A is faster than B. Every second he increases distance between A and B. They will meet for the first time again when he increases distance between them by one full circle. (Say the lap is of 100m. He keeps increasing distance between them. When he is 90 m ahead of him, it is the same as 10 m behind him because they are moving in a circle. Finally when he is 100 m ahead of him, he is exactly 1 lap ahead and hence both are at the same point).

A takes 70 secs for one full lap. So he covers 4.5 laps in exactly 70*4.5 = 315 seconds.

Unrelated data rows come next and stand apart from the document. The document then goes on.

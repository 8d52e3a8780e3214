//! Export panel with the download button.

use dioxus::prelude::*;

/// Props for the [`ExportPanel`] component.
#[derive(Props, Clone, PartialEq)]
pub struct ExportPanelProps {
    /// Photo uploaded and frame loaded.
    ready: bool,
    /// An export is in flight.
    busy: bool,
    /// Called when the user asks for the download.
    on_export: EventHandler<()>,
}

/// Download button for the composed PNG.
///
/// The button stays clickable while not ready so the app can tell the
/// user what is missing.
#[component]
pub fn ExportPanel(props: ExportPanelProps) -> Element {
    let class = if props.ready {
        "button button--primary"
    } else {
        "button button--disabled"
    };
    let label = if props.busy {
        "Exporting…"
    } else {
        "Download"
    };

    rsx! {
        div { class: "export",
            button {
                class: "{class}",
                disabled: props.busy,
                onclick: move |_| props.on_export.call(()),
                "{label}"
            }
        }
    }
}
//! Photo picker: file input plus a drop zone.
//!
//! The picker is emptied after every read so choosing the same photo
//! again still fires `change` and re-runs the fit.

use dioxus::html::{FileData, HasFileData};
use dioxus::prelude::*;
use wasm_bindgen::JsCast;

/// DOM id of the hidden file input.
const PICKER_ID: &str = "photo-picker";

/// Photo formats the decoder was built with.
const PHOTO_EXTENSIONS: &[&str] = &["png", "jpg", "jpeg", "bmp", "webp", "gif"];

/// Reject a selection by name before reading it.
///
/// Drops bypass the picker's `accept="image/*"` filter, so the
/// extension is checked here.
fn check_name(name: &str) -> Result<(), String> {
    let known = name.rsplit_once('.').is_some_and(|(_, ext)| {
        PHOTO_EXTENSIONS
            .iter()
            .any(|known| known.eq_ignore_ascii_case(ext))
    });
    if known {
        Ok(())
    } else {
        Err(format!("{name} is not a supported photo"))
    }
}

/// Reject a read that produced no bytes.
fn check_contents(name: &str, bytes: &[u8]) -> Result<(), String> {
    if bytes.is_empty() {
        Err(format!("{name} is empty"))
    } else {
        Ok(())
    }
}

/// Empty the file input so re-selecting the same file is reported.
fn clear_picker() {
    let input = web_sys::window()
        .and_then(|w| w.document())
        .and_then(|d| d.get_element_by_id(PICKER_ID))
        .and_then(|el| el.dyn_into::<web_sys::HtmlInputElement>().ok());
    match input {
        Some(input) => input.set_value(""),
        None => tracing::debug!(id = PICKER_ID, "photo picker not in the DOM"),
    }
}

/// Props for the [`FileUpload`] component.
#[derive(Props, Clone, PartialEq)]
pub struct FileUploadProps {
    /// Called with the photo bytes and file name once read.
    on_upload: EventHandler<(Vec<u8>, String)>,
    /// Message shown when the app rejected the last photo (e.g. it did
    /// not decode).
    error: Option<String>,
}

/// Photo picker with a drop zone.
///
/// Only the first file of a selection is used.
#[component]
pub fn FileUpload(props: FileUploadProps) -> Element {
    let mut dragging = use_signal(|| false);
    let mut chosen = use_signal(|| Option::<String>::None);
    let mut rejected = use_signal(|| Option::<String>::None);

    let read_photo = move |files: Vec<FileData>| async move {
        let Some(file) = files.first() else {
            return;
        };
        let name = file.name();
        if let Err(reason) = check_name(&name) {
            rejected.set(Some(reason));
            return;
        }
        let bytes = match file.read_bytes().await {
            Ok(bytes) => bytes,
            Err(e) => {
                rejected.set(Some(format!("Could not read {name}: {e}")));
                return;
            }
        };
        if let Err(reason) = check_contents(&name, &bytes) {
            rejected.set(Some(reason));
            return;
        }
        chosen.set(Some(name.clone()));
        rejected.set(None);
        props.on_upload.call((bytes.to_vec(), name));
    };

    let on_pick = move |evt: FormEvent| async move {
        read_photo(evt.files()).await;
        clear_picker();
    };

    let on_drop = move |evt: DragEvent| async move {
        evt.prevent_default();
        dragging.set(false);
        read_photo(evt.files()).await;
    };

    let zone_class = if dragging() {
        "upload upload--active"
    } else {
        "upload"
    };
    let message = rejected().or(props.error);

    rsx! {
        div {
            class: "{zone_class}",
            ondragover: move |evt| {
                evt.prevent_default();
                dragging.set(true);
            },
            ondragleave: move |_| dragging.set(false),
            ondrop: on_drop,

            if let Some(ref err) = message {
                p { class: "upload__error", "{err}" }
            } else if let Some(ref name) = chosen() {
                p { class: "upload__loaded", "Using {name}" }
            } else {
                p { class: "muted", "Drop a photo here or" }
            }

            label { class: "button",
                input {
                    id: PICKER_ID,
                    r#type: "file",
                    accept: "image/*",
                    class: "hidden",
                    onchange: on_pick,
                }
                "Choose Photo"
            }
        }
    }
}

In 315 secs, B completes 3.5 laps. So for each lap, he takes 315/3.5 = 90 secs

Answer (A)


How did you get "In 315 secs, B completes 3.5 laps."? Please elaborate.

Divyadisha

A covers 4.5 laps in 315 seconds. This is when they meet. So B has also been running for 315 seconds. How much distance will he cover in this time?
Think about it: If B was still on his first lap, A would have met him in his second lap. Why? Because B would be somewhere on the circular path when A takes his second lap. So he would have met B then. But A met him for the first time after 4.5 laps.
Since they are both running in the same direction, till the time they cover equal number of laps (perhaps A is very slightly faster than B), they don't meet. B lags behind A. But when A covers a distance of 1 lap more than B, he has to cross B again (since they are running on the same circular path).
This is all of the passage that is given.